> What needs to be done:
Set down, please, exactly the lines below that run from the line with "let wants_mt = matches!(command, Commands::Mt" to the line with "Err(EditorError::NoResults) if replaces_view(&command)", both lines included.

> Material supplied:
▼▼▼
//! Editor command handlers: restore the saved view, run one command, save the new position

use anyhow::{Context, Result};
use colored::Colorize;
use indicatif::{ProgressBar, ProgressStyle};
use regex::Regex;
use std::time::Duration;
use tracing::{debug, warn};

use super::dispatch::{Command, Dispatcher, Outcome};
use super::tm::TmSuggestion;
use super::{EditView, EditorSession};
use crate::cli::{Commands, SubmitArgs};
use crate::config::{Config, SavedContext, SavedState};
use crate::error::EditorError;
use crate::model::Unit;
use crate::mt::{Apertium, GoogleTranslate, MtProvider};
use crate::server::{ContextRows, HttpApi, SubmitForm};
use crate::text::diff;
use crate::text::escape::html_to_text;
use crate::utils::{colorize_edits, one_line, truncate_display};

const ROW_WIDTH: usize = 60;

/// Maps a CLI subcommand to an editor command; `None` for the ones handled elsewhere
pub fn to_command(command: Commands, current_fragment: &str) -> Option<Command> {
    let command = match command {
        Commands::Browse => Command::Navigate(current_fragment.to_string()),
        Commands::Goto { uid } => Command::GotoUnit(uid),
        Commands::Next => Command::Next,
        Commands::Prev => Command::Previous,
        Commands::Page { number } => Command::GotoPage(number),
        Commands::Filter { name, check } => match check {
            Some(check) if name == "checks" => Command::FilterChecks(check),
            _ => Command::FilterStatus(name),
        },
        Commands::Search { text, fields } => Command::Search {
            text: text.join(" "),
            fields,
        },
        Commands::Submit(args) => Command::Submit(submit_form(args)),
        Commands::Suggest(args) => Command::Suggest(submit_form(args)),
        Commands::Context => Command::MoreContext,
        Commands::Tm => Command::LookupTm,
        Commands::Mt { provider } => Command::MachineTranslate { provider },
        Commands::Copy => Command::CopyOriginal,
        Commands::Accept { suggestion } => Command::AcceptSuggestion(suggestion),
        Commands::Reject { suggestion } => Command::RejectSuggestion(suggestion),
        Commands::RejectCheck { check } => Command::RejectCheck(check),
        Commands::Diff { .. } | Commands::Mask { .. } | Commands::Config(_) => return None,
    };
    Some(command)
}

fn submit_form(args: SubmitArgs) -> SubmitForm {
    SubmitForm {
        targets: args.targets,
        fuzzy: args.fuzzy,
        captcha_answer: args.captcha_answer,
    }
}

pub async fn run(command: Commands, hash: Option<String>, server: Option<String>) -> Result<()> {
    let config = Config::load()?;
    let api = HttpApi::new(config.api_config(server.as_deref())?)
        .context("Failed to set up the HTTP client")?;

    let state_path = config
        .state_path()
        .context("Could not determine state file path")?;
    let saved = SavedState::load(&state_path)?;
    let fragment = hash.unwrap_or(saved.fragment);

    let wants_mt = matches!(command, Commands::Mt { .. });
    let Some(command) = to_command(command, &fragment) else {
        return Ok(());
    };
    let providers = if wants_mt {
        build_providers(&config).await?
    } else {
        Vec::new()
    };

    let mut session = EditorSession::new();
    session.set_suggest_mode(saved.suggest_mode);
    let dispatcher = Dispatcher::new(&api, &providers);

    let spinner = spinner("Loading units...");

    // Every run starts by restoring the view the previous one left behind
    let result = match command {
        Command::Navigate(_) => dispatcher.dispatch(&mut session, command).await,
        command => {
            match dispatcher
                .dispatch(&mut session, Command::Navigate(fragment))
                .await
            {
                Ok(_) => {
                    if let Some(ctx) = saved.context {
                        session.resume_context_gap(ctx.uid, ctx.gap);
                    }
                }
                Err(EditorError::NoResults) if replaces_view(&command) => {
                    debug!("saved view is empty, running {:?} anyway", command)
                }
                Err(e) => {
                    spinner.finish_and_clear();
                    return report(e);
                }
            }
            spinner.set_message("Working...");
            dispatcher.dispatch(&mut session, command).await
        }
    };
    spinner.finish_and_clear();

    let outcome = match result {
        Ok(outcome) => outcome,
        Err(e) => return report(e),
    };

    print_outcome(&session, &outcome);

    SavedState {
        fragment: session.fragment().to_string(),
        suggest_mode: session.is_suggest_mode(),
        context: session.active_uid.map(|uid| SavedContext {
            uid,
            gap: session.context_gap(),
        }),
    }
    .save(&state_path)?;

    Ok(())
}

/// Commands that load a view of their own and do not need the saved one
fn replaces_view(command: &Command) -> bool {
    matches!(
        command,
        Command::FilterStatus(_) | Command::FilterChecks(_) | Command::Search { .. } | Command::GotoUnit(_)
    )
}

async fn build_providers(config: &Config) -> Result<Vec<Box<dyn MtProvider>>> {
    let mut providers: Vec<Box<dyn MtProvider>> = Vec::new();

    for name in &config.mt.providers {
        match name.as_str() {
            "google" => providers.push(Box::new(GoogleTranslate::new(config.mt.timeout_secs)?)),
            "apertium" => {
                match Apertium::connect(&config.mt.apertium_api_base, config.mt.timeout_secs).await {
                    Ok(apertium) => providers.push(Box::new(apertium)),
                    // A broken provider only disables its own button
                    Err(e) => warn!("apertium unavailable: {}", e),
                }
            }
            other => warn!("unknown MT provider in config: {}", other),
        }
    }

    Ok(providers)
}

fn spinner(message: &str) -> ProgressBar {
    let pb = ProgressBar::new_spinner();
    if let Ok(style) = ProgressStyle::default_spinner().template("{spinner:.green} {msg}") {
        pb.set_style(style);
    }
    pb.set_message(message.to_string());
    pb.enable_steady_tick(Duration::from_millis(100));
    pb
}

/// End-of-list and empty results are messages, everything else fails the run
fn report(err: EditorError) -> Result<()> {
    let banner = err.banner();
    match err {
        EditorError::Terminal(_) | EditorError::NoResults => {
            println!("{}", banner.yellow());
            Ok(())
        }
        EditorError::Provider { .. } => {
            println!("{}", banner.red());
            Ok(())
        }
        err => Err(anyhow::Error::new(err).context(banner)),
    }
}

fn print_outcome(session: &EditorSession, outcome: &Outcome) {
    match outcome {
        Outcome::View(view) => print_view(session, view),
        Outcome::Captcha(markup) => {
            println!("{}", "[Captcha]".yellow());
            println!("  {}", one_line(&html_to_text(markup)));
            println!("Resend with --captcha-answer <answer>");
        }
        Outcome::CheckOptions(checks) => {
            println!("{}", "[Failing checks]".green());
            for check in checks {
                println!("  {:<24} {}", check.name.cyan(), check.text);
            }
            println!("Filter with: ptl-editor filter checks --check <name>");
        }
        Outcome::Context(rows) => print_context(rows),
        Outcome::Tm(None) => println!("{}", "No translation memory matches".yellow()),
        Outcome::Tm(Some(suggestions)) => print_tm(session, suggestions),
        Outcome::SuggestionAccepted { targets, .. } => {
            println!("{}", "[Suggestion accepted]".green());
            print_forms("target", targets);
        }
        Outcome::MachineTranslated(targets) => {
            println!("{}", "[Machine translation]".green());
            print_forms("target", targets);
            println!("Review, then: ptl-editor submit --fuzzy <targets>");
        }
        Outcome::Copied(copied) => {
            println!("{}", "[Copied source]".green());
            print_forms("target", &copied.targets);
        }
        Outcome::Updated => println!("{}", "Done".green()),
    }
}

fn print_forms(label: &str, forms: &[String]) {
    for (i, form) in forms.iter().enumerate() {
        println!("  {}[{}] {}", label, i, one_line(form));
    }
}

fn highlight(text: &str, pattern: Option<&Regex>) -> String {
    match pattern {
        Some(re) => re
            .replace_all(text, |caps: &regex::Captures| caps[0].yellow().bold().to_string())
            .into_owned(),
        None => text.to_string(),
    }
}

fn row(unit: &Unit, pattern: Option<&Regex>) -> String {
    let source = truncate_display(&one_line(unit.source_text()), ROW_WIDTH / 2);
    let target = truncate_display(&one_line(unit.target_text()), ROW_WIDTH / 2);
    let mark = if unit.isfuzzy { "~" } else { " " };
    format!(
        "{:>6} {} {:<32} | {}",
        unit.id,
        mark,
        highlight(&source, pattern),
        highlight(&target, pattern)
    )
}

fn print_view(session: &EditorSession, view: &EditView) {
    let pattern = session.filter.highlight_pattern();
    let (dir, store) = session.breadcrumbs();

    println!(
        "{} {}/{}  {} {}",
        "Page".green(),
        view.page,
        view.num_pages,
        "filter:".green(),
        session.filter.filter
    );
    if let Some(crumbs) = store.or(dir) {
        println!("{}", one_line(&html_to_text(crumbs)).dimmed());
    }

    for uid in &view.before {
        if let Some(unit) = session.cache.unit(*uid) {
            println!("{}", row(unit, pattern.as_ref()).dimmed());
        }
    }

    if let Some(unit) = session.cache.unit(view.uid) {
        for ctxt in &view.context.before {
            println!("  ctx  {}", one_line(ctxt.source_text()).italic().dimmed());
        }
        println!("{} {}", ">".green().bold(), format!("unit {}", unit.id).bold());
        for (i, form) in unit.source.iter().enumerate() {
            println!("  source[{}] {}", i, highlight(&one_line(&form.text), pattern.as_ref()));
        }
        for (i, form) in unit.target.iter().enumerate() {
            println!("  target[{}] {}", i, highlight(&one_line(&form.text), pattern.as_ref()));
        }
        if view.fuzzy {
            println!("  {}", "fuzzy".yellow());
        }
        if session.is_suggest_mode() {
            println!("  {}", "suggest mode".cyan());
        }
        for ctxt in &view.context.after {
            println!("  ctx  {}", one_line(ctxt.source_text()).italic().dimmed());
        }
    }

    for uid in &view.after {
        if let Some(unit) = session.cache.unit(*uid) {
            println!("{}", row(unit, pattern.as_ref()).dimmed());
        }
    }
}

fn print_context(rows: &ContextRows) {
    println!("{}", "[Context]".green());
    for unit in &rows.before {
        println!("  {:>6} {}", unit.id, one_line(unit.source_text()).dimmed());
    }
    println!("  {}", "...".dimmed());
    for unit in &rows.after {
        println!("  {:>6} {}", unit.id, one_line(unit.source_text()).dimmed());
    }
}

fn print_tm(session: &EditorSession, suggestions: &[TmSuggestion]) {
    let source = session
        .active_uid
        .and_then(|uid| session.cache.unit(uid))
        .map(|u| u.source_text().to_string())
        .unwrap_or_default();

    println!("{}", "[Translation memory]".green());
    for s in suggestions {
        let by = s
            .username
            .as_deref()
            .map(|u| format!(" by {}", u))
            .unwrap_or_default();
        println!("  {}{}", s.title.cyan(), by.dimmed());
        println!("    {}", colorize_edits(&diff::diff(&source, &s.source)));
        println!("    {}", one_line(&html_to_text(&s.target)));
    }
}

#[cfg(test)]
mod tests {
    use super::*;

    #[test]
    fn test_filter_with_check_maps_to_check_filter() {
        let cmd = to_command(
            Commands::Filter {
                name: "checks".into(),
                check: Some("printf".into()),
            },
            "",
        );
        assert_eq!(cmd, Some(Command::FilterChecks("printf".into())));

        let cmd = to_command(
            Commands::Filter {
                name: "fuzzy".into(),
                check: Some("printf".into()),
            },
            "",
        );
        assert_eq!(cmd, Some(Command::FilterStatus("fuzzy".into())));
    }

    #[test]
    fn test_browse_uses_current_fragment() {
        assert_eq!(
            to_command(Commands::Browse, "unit=4"),
            Some(Command::Navigate("unit=4".into()))
        );
    }

    #[test]
    fn test_offline_commands_are_not_editor_commands() {
        assert_eq!(
            to_command(
                Commands::Mask {
                    text: "%s".into()
                },
                ""
            ),
            None
        );
    }

    #[test]
    fn test_search_words_are_joined() {
        let cmd = to_command(
            Commands::Search {
                text: vec!["open".into(), "file".into()],
                fields: vec!["notes".into()],
            },
            "",
        );
        assert_eq!(
            cmd,
            Some(Command::Search {
                text: "open file".into(),
                fields: vec!["notes".into()],
            })
        );
    }

    #[test]
    fn test_terminal_errors_are_reported_not_failed() {
        assert!(report(EditorError::Terminal("You reached the end of the list".into())).is_ok());
        assert!(report(EditorError::NoResults).is_ok());
        assert!(report(EditorError::Timeout).is_err());
    }
}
▲▲▲
> Expected answer:
    let wants_mt = matches!(command, Commands::Mt { .. });
    let Some(command) = to_command(command, &fragment) else {
        return Ok(());
    };
    let providers = if wants_mt {
        build_providers(&config).await?
    } else {
        Vec::new()
    };

    let mut session = EditorSession::new();
    session.set_suggest_mode(saved.suggest_mode);
    let dispatcher = Dispatcher::new(&api, &providers);

    let spinner = spinner("Loading units...");

    // Every run starts by restoring the view the previous one left behind
    let result = match command {
        Command::Navigate(_) => dispatcher.dispatch(&mut session, command).await,
        command => {
            match dispatcher
                .dispatch(&mut session, Command::Navigate(fragment))
                .await
            {
                Ok(_) => {
                    if let Some(ctx) = saved.context {
                        session.resume_context_gap(ctx.uid, ctx.gap);
                    }
                }
                Err(EditorError::NoResults) if replaces_view(&command) => {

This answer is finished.